That’s a VERY long back drop to my mindset when it comes to taking my very expensive Canon camera equipment out in the kayak. Thankfully that day I wasn’t fishing, I wasn’t taking photos, so I didn’t lose any thing when I capsized (other than a water bottle), but the thought of tipping with my camera equipment has always made me a bit leery about trying to use my kayak as a photo platform. However, I thought I’d try taking my 2nd kayak (a very stable high-end, 2-person inflatable that I will take out with my son) out on Lake Vermilion, a rather large reservoir west of Sioux Falls. It was a nice sunny morning with relatively low wind, but even so, I was paranoid about losing my equipment, and kept my camera equipment in a dry bag until needed! It’s not the greatest photography strategy in the world, as you’re fumbling for access to your equipment if you unexpectedly come across a bird, but at least I felt safe and secure.

It wasn’t a great day in terms of the birding.

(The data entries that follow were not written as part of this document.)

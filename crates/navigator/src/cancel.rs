//! Version tracking for supersedable requests.
//!
//! Navigation and search both follow "the newest request wins": every new
//! request bumps the active version, and work carrying an older version
//! notices through its token and stops publishing.

use std::sync::atomic::{AtomicU64, Ordering};
use std::sync::Arc;

/// Tracks the active request version.
#[derive(Debug, Clone, Default)]
pub struct VersionTracker {
    active_version: Arc<AtomicU64>,
}

impl VersionTracker {
    pub fn new() -> Self {
        Self::default()
    }

    /// Increments the active version and returns a token for it.
    ///
    /// Every token handed out earlier reports as superseded from now on.
    pub fn next(&self) -> SupersedeToken {
        let version = self.active_version.fetch_add(1, Ordering::SeqCst) + 1;
        SupersedeToken {
            active_version: self.active_version.clone(),
            version,
        }
    }

    /// Returns the current active version without incrementing.
    pub fn current_version(&self) -> u64 {
        self.active_version.load(Ordering::SeqCst)
    }
}

/// Handle held by one in-flight request.
#[derive(Debug, Clone)]
pub struct SupersedeToken {
    active_version: Arc<AtomicU64>,
    version: u64,
}

impl SupersedeToken {
    pub fn version(&self) -> u64 {
        self.version
    }

    /// Returns `Some(())` while this request is the newest, `None` once a
    /// newer one started. Works with `?` for early returns.
    #[inline]
    pub fn is_current(&self) -> Option<()> {
        if self.version == self.active_version.load(Ordering::SeqCst) {
            Some(())
        } else {
            None
        }
    }

    #[inline]
    pub fn is_superseded(&self) -> bool {
        self.is_current().is_none()
    }
}
//! In-process delivery of backend-emitted events.
//!
//! Every subscription owns an unbounded queue, so a burst from the backend
//! (a large directory listing is emitted in one go) is never dropped, and
//! unsubscribing one never disturbs the others. A subscriber whose backlog
//! grows past the configured threshold is reported once per episode.

use std::collections::HashMap;

use parking_lot::RwLock;
use serde::de::DeserializeOwned;
use serde::Serialize;
use tokio::sync::mpsc;

use crate::error::{NavigatorError, Result};

pub const DEFAULT_BACKLOG_WARNING: usize = 1024;

#[derive(Debug, Clone, PartialEq)]
pub struct EventEnvelope {
    pub channel: String,
    /// Per-channel sequence number, starting at 1.
    pub sequence: u64,
    pub payload: serde_json::Value,
}

impl EventEnvelope {
    pub fn decode<T: DeserializeOwned>(&self) -> Result<T> {
        serde_json::from_value(self.payload.clone()).map_err(NavigatorError::from)
    }
}

#[derive(Debug, Default)]
struct ChannelState {
    subscribers: Vec<mpsc::UnboundedSender<EventEnvelope>>,
    sequence: u64,
}

#[derive(Debug, Default)]
struct BridgeState {
    channels: HashMap<String, ChannelState>,
    shut_down: bool,
}

#[derive(Debug)]
pub struct EventBridge {
    backlog_warning: usize,
    state: RwLock<BridgeState>,
}

impl Default for EventBridge {
    fn default() -> Self {
        Self::new(DEFAULT_BACKLOG_WARNING)
    }
}

impl EventBridge {
    /// `backlog_warning` is the number of undelivered events a subscriber may
    /// accumulate before a warning is logged. Nothing is ever dropped.
    pub fn new(backlog_warning: usize) -> Self {
        Self {
            backlog_warning: backlog_warning.max(1),
            state: RwLock::new(BridgeState::default()),
        }
    }

    /// Opens a new subscription on `channel`.
    pub fn subscribe(&self, channel: &str) -> Result<Subscription> {
        let mut state = self.state.write();
        if state.shut_down {
            return Err(NavigatorError::Subscription(format!(
                "event bridge is shut down, cannot listen on {channel}"
            )));
        }
        let (sender, receiver) = mpsc::unbounded_channel();
        state
            .channels
            .entry(channel.to_string())
            .or_default()
            .subscribers
            .push(sender);
        Ok(Subscription {
            channel: channel.to_string(),
            receiver,
            backlog_warning: self.backlog_warning,
            warned: false,
        })
    }

    /// Serializes `payload` and fans it out to every subscriber of `channel`.
    ///
    /// Emitting to a channel without subscribers still advances its sequence.
    pub fn emit<T: Serialize>(&self, channel: &str, payload: &T) -> Result<EventEnvelope> {
        let payload = serde_json::to_value(payload)?;
        let mut state = self.state.write();
        if state.shut_down {
            return Err(NavigatorError::Subscription(format!(
                "event bridge is shut down, cannot emit on {channel}"
            )));
        }
        let entry = state.channels.entry(channel.to_string()).or_default();
        entry.sequence += 1;
        let envelope = EventEnvelope {
            channel: channel.to_string(),
            sequence: entry.sequence,
            payload,
        };
        // Dropped subscriptions are pruned here.
        entry
            .subscribers
            .retain(|subscriber| subscriber.send(envelope.clone()).is_ok());
        Ok(envelope)
    }

    /// Drops `channel`. Live subscriptions drain what is queued, then end.
    pub fn close(&self, channel: &str) -> bool {
        self.state.write().channels.remove(channel).is_some()
    }

    /// Last sequence number emitted on `channel` (0 if none).
    pub fn sequence(&self, channel: &str) -> u64 {
        self.state
            .read()
            .channels
            .get(channel)
            .map(|entry| entry.sequence)
            .unwrap_or(0)
    }

    pub fn subscriber_count(&self, channel: &str) -> usize {
        self.state
            .read()
            .channels
            .get(channel)
            .map(|entry| {
                entry
                    .subscribers
                    .iter()
                    .filter(|subscriber| !subscriber.is_closed())
                    .count()
            })
            .unwrap_or(0)
    }

    /// Closes every channel and refuses new subscriptions and emissions.
    pub fn shutdown(&self) {
        let mut state = self.state.write();
        state.shut_down = true;
        state.channels.clear();
    }
}

/// A live listener on one channel. Dropping it unsubscribes.
#[derive(Debug)]
pub struct Subscription {
    channel: String,
    receiver: mpsc::UnboundedReceiver<EventEnvelope>,
    backlog_warning: usize,
    warned: bool,
}

impl Subscription {
    pub fn channel(&self) -> &str {
        &self.channel
    }

    /// Next event, or `None` once the channel was closed and drained.
    pub async fn recv(&mut self) -> Option<EventEnvelope> {
        let envelope = self.receiver.recv().await?;
        self.check_backlog();
        Some(envelope)
    }

    /// Next queued event without waiting.
    pub fn try_recv(&mut self) -> Option<EventEnvelope> {
        let envelope = self.receiver.try_recv().ok()?;
        self.check_backlog();
        Some(envelope)
    }

    /// Number of events queued and not yet received.
    pub fn backlog(&self) -> usize {
        self.receiver.len()
    }

    fn check_backlog(&mut self) {
        let backlog = self.receiver.len();
        if backlog >= self.backlog_warning {
            if !self.warned {
                log::warn!(
                    "event subscriber on {} is {} events behind",
                    self.channel,
                    backlog
                );
                self.warned = true;
            }
        } else {
            self.warned = false;
        }
    }

    pub fn unsubscribe(self) {
        log::debug!("unsubscribed from {}", self.channel);
    }
}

I didn’t really come across any waterfowl, and other than some far away American White Pelicans and some flocks of Franklin’s Gulls that would occasionally stream overhead, it was pretty quiet. However, when returning to my push off point, I spotted a Great Blue Heron prowling the shoreline.  I kept my distance for a while, and was rewarded when he plunged his head down and caught a large bullhead catfish. I missed the moment of the catch, but was able to grab a number of photos as he took off with his catch and slowly flew across the lake right in front of the kayak.

I can definitely see the advantages of shooting from the kayak You can get to locations you simply can’t get to by foot, and when you’re sitting right on the water, you can get some wonderful, low-angle, natural looking shots. I love the photos here of the Great Blue Heron. After my one “dunking” incident, however, I’m still leery of doing this on a regular basis!  With winter approaching, South Dakota’s climate will soon make the choice easy, but hopefully I can get back out in the kayak with the camera one or two more times before the cold weather hits.

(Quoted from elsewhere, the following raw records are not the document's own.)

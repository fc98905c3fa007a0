//! Directory navigation and streaming search core for the file browser.
//!
//! This crate turns the asynchronous event firehose of the native backend
//! into consistent per-directory and per-query views:
//! - Event bridge fanning backend events out to in-process subscribers
//! - Session registry holding one live session per directory
//! - Directory navigator owning the current directory and its file list
//! - Streaming search engine with correlated, supersedable queries

pub mod backend;
pub mod bridge;
pub mod cancel;
pub mod config;
pub mod error;
pub mod explorer;
pub mod navigator;
pub mod path;
pub mod registry;
pub mod search;
pub mod session;
pub mod types;

#[cfg(test)]
pub(crate) mod test_support;

// Re-export main types
pub use backend::{Backend, SharedBackend};
pub use bridge::{EventBridge, EventEnvelope, Subscription};
pub use config::{ConfigStore, JsonFileConfigStore, MemoryConfigStore, NavigatorConfig};
pub use error::{NavigatorError, Result};
pub use explorer::ExplorerCore;
pub use navigator::{DirectoryNavigator, NavigationState};
pub use path::DirectoryId;
pub use registry::{SessionLease, SessionRegistry, FILE_EVENT_CHANNEL};
pub use search::{QueryModifier, StreamingQuery, StreamingSearchEngine};
pub use session::{Liveness, Session};
pub use types::{
    Emitted, FileEntry, FileMetadata, ListingParams, QueryKind, SearchParams,
    StreamingSearchParams,
};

Great Blue Heron - Ardea herodias

The Great Blue Heron and his catch at the moment of liftoff from his hunting spot on the shoreline.

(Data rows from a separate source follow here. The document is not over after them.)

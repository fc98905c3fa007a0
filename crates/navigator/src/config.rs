//! Runtime settings and the persisted key/value configuration collaborator.

use std::collections::HashMap;
use std::env;
use std::path::{Path, PathBuf};
use std::time::Duration;

use async_trait::async_trait;
use serde::{Deserialize, Serialize};
use serde_json::{Map, Value};

use crate::bridge::DEFAULT_BACKLOG_WARNING;
use crate::error::{NavigatorError, Result};

/// Config key the navigator persists the last visited directory under.
pub const LAST_DIRECTORY_KEY: &str = "lastDirectoryAt";

const DEFAULT_SETTLE_TIMEOUT_MS: u64 = 500;
const DEFAULT_FUZZY_MIN_LENGTH: usize = 4;

#[derive(Debug, Clone, PartialEq, Eq, Serialize, Deserialize)]
#[serde(default)]
pub struct NavigatorConfig {
    /// Undelivered events a bridge subscriber may queue before a warning.
    pub backlog_warning: usize,
    /// How long a finished listing waits for its file events to be ingested
    /// before deciding whether the directory is empty.
    pub settle_timeout_ms: u64,
    /// Fuzzy queries shorter than this are not sent to the backend.
    pub fuzzy_min_length: usize,
}

impl Default for NavigatorConfig {
    fn default() -> Self {
        Self {
            backlog_warning: DEFAULT_BACKLOG_WARNING,
            settle_timeout_ms: DEFAULT_SETTLE_TIMEOUT_MS,
            fuzzy_min_length: DEFAULT_FUZZY_MIN_LENGTH,
        }
    }
}

impl NavigatorConfig {
    /// Defaults overridden by `NAVIGATOR_BACKLOG_WARNING` and
    /// `NAVIGATOR_SETTLE_TIMEOUT_MS` when set to positive integers.
    pub fn from_env() -> Self {
        let defaults = Self::default();
        Self {
            backlog_warning: read_limit("NAVIGATOR_BACKLOG_WARNING", defaults.backlog_warning),
            settle_timeout_ms: read_limit(
                "NAVIGATOR_SETTLE_TIMEOUT_MS",
                defaults.settle_timeout_ms as usize,
            ) as u64,
            ..defaults
        }
    }

    pub fn settle_timeout(&self) -> Duration {
        Duration::from_millis(self.settle_timeout_ms)
    }
}

fn read_limit(name: &str, default: usize) -> usize {
    env::var(name)
        .ok()
        .and_then(|value| value.parse::<usize>().ok())
        .filter(|value| *value > 0)
        .unwrap_or(default)
}

/// Persisted settings store owned by the host application.
#[async_trait]
pub trait ConfigStore: Send + Sync {
    async fn read(&self, key: &str) -> Result<Option<Value>>;
    async fn update(&self, key: &str, value: Value) -> Result<()>;
}

#[derive(Debug, Default)]
pub struct MemoryConfigStore {
    data: parking_lot::RwLock<HashMap<String, Value>>,
}

impl MemoryConfigStore {
    pub fn new() -> Self {
        Self::default()
    }
}

#[async_trait]
impl ConfigStore for MemoryConfigStore {
    async fn read(&self, key: &str) -> Result<Option<Value>> {
        Ok(self.data.read().get(key).cloned())
    }

    async fn update(&self, key: &str, value: Value) -> Result<()> {
        self.data.write().insert(key.to_string(), value);
        Ok(())
    }
}

/// Settings kept in a single JSON object on disk.
#[derive(Debug)]
pub struct JsonFileConfigStore {
    path: PathBuf,
    write_lane: tokio::sync::Mutex<()>,
}

impl JsonFileConfigStore {
    pub fn new(path: PathBuf) -> Self {
        Self {
            path,
            write_lane: tokio::sync::Mutex::new(()),
        }
    }

    pub fn path(&self) -> &Path {
        &self.path
    }

    async fn load(&self) -> Result<Map<String, Value>> {
        let bytes = match tokio::fs::read(&self.path).await {
            Ok(bytes) => bytes,
            Err(error) if error.kind() == std::io::ErrorKind::NotFound => return Ok(Map::new()),
            Err(error) => {
                return Err(NavigatorError::Config(format!(
                    "failed to read config file {}: {error}",
                    self.path.display()
                )))
            }
        };
        match serde_json::from_slice::<Value>(&bytes)? {
            Value::Object(map) => Ok(map),
            _ => Err(NavigatorError::Config(format!(
                "config file {} is not a JSON object",
                self.path.display()
            ))),
        }
    }
}

#[async_trait]
impl ConfigStore for JsonFileConfigStore {
    async fn read(&self, key: &str) -> Result<Option<Value>> {
        Ok(self.load().await?.get(key).cloned())
    }

    async fn update(&self, key: &str, value: Value) -> Result<()> {
        let _lane = self.write_lane.lock().await;
        let mut map = self.load().await?;
        map.insert(key.to_string(), value);

        if let Some(parent) = self.path.parent() {
            tokio::fs::create_dir_all(parent).await.map_err(|error| {
                NavigatorError::Config(format!(
                    "failed to create config directory {}: {error}",
                    parent.display()
                ))
            })?;
        }
        let serialized = serde_json::to_vec_pretty(&Value::Object(map))?;
        tokio::fs::write(&self.path, serialized)
            .await
            .map_err(|error| {
                NavigatorError::Config(format!(
                    "failed to write config file {}: {error}",
                    self.path.display()
                ))
            })
    }
}

#[cfg(test)]
mod tests {
    use super::*;
    use serde_json::json;
    use tempfile::tempdir;

    #[tokio::test]
    async fn memory_store_reads_back_updates() {
        let store = MemoryConfigStore::new();
        assert!(store.read(LAST_DIRECTORY_KEY).await.expect("read").is_none());
        store
            .update(LAST_DIRECTORY_KEY, json!("C:\\Users"))
            .await
            .expect("update");
        assert_eq!(
            store.read(LAST_DIRECTORY_KEY).await.expect("read"),
            Some(json!("C:\\Users"))
        );
    }

    #[tokio::test]
    async fn file_store_persists_across_instances() {
        let dir = tempdir().expect("tempdir");
        let path = dir.path().join("nested").join("config.json");

        let store = JsonFileConfigStore::new(path.clone());
        store.update("theme", json!("dark")).await.expect("update");
        store
            .update(LAST_DIRECTORY_KEY, json!("/home"))
            .await
            .expect("update");

        let reopened = JsonFileConfigStore::new(path);
        assert_eq!(reopened.read("theme").await.expect("read"), Some(json!("dark")));
        assert_eq!(
            reopened.read(LAST_DIRECTORY_KEY).await.expect("read"),
            Some(json!("/home"))
        );
        assert!(reopened.read("missing").await.expect("read").is_none());
    }

    #[tokio::test]
    async fn file_store_rejects_non_object_documents() {
        let dir = tempdir().expect("tempdir");
        let path = dir.path().join("config.json");
        std::fs::write(&path, b"[1, 2]").expect("write");

        let store = JsonFileConfigStore::new(path);
        assert!(matches!(
            store.read("anything").await,
            Err(NavigatorError::Config(_))
        ));
    }

    #[test]
    fn defaults_match_backend_expectations() {
        let config = NavigatorConfig::default();
        assert_eq!(config.fuzzy_min_length, 4);
        assert_eq!(config.settle_timeout(), Duration::from_millis(500));
    }

    #[test]
    fn partial_config_fills_defaults() {
        let config: NavigatorConfig =
            serde_json::from_value(json!({ "settle_timeout_ms": 50 })).expect("deserialize");
        assert_eq!(config.settle_timeout_ms, 50);
        assert_eq!(config.backlog_warning, DEFAULT_BACKLOG_WARNING);
    }
}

Great Blue Heron - Ardea herodias

Perhaps one advantage of the kayak is birds aren’t as scared as they are of an upright, walking human being? It’s a sample size of one, but instead of flying directly away from my position, the Great Blue Heron flew right in front of me with his catch.

Climate Change is for the Birds

This morning was one of the most bizarre birding trips I’ve taken in a while. The forecast was clear skies and low wind, a combination you need to take advantage of when it happens in South Dakota. I headed up to the Lake Thompson area in Kingsbury County, South Dakota, to shoot gulls, terns, shorebirds, herons, egrets…all the wonderful water-loving birds you find up there this time of year.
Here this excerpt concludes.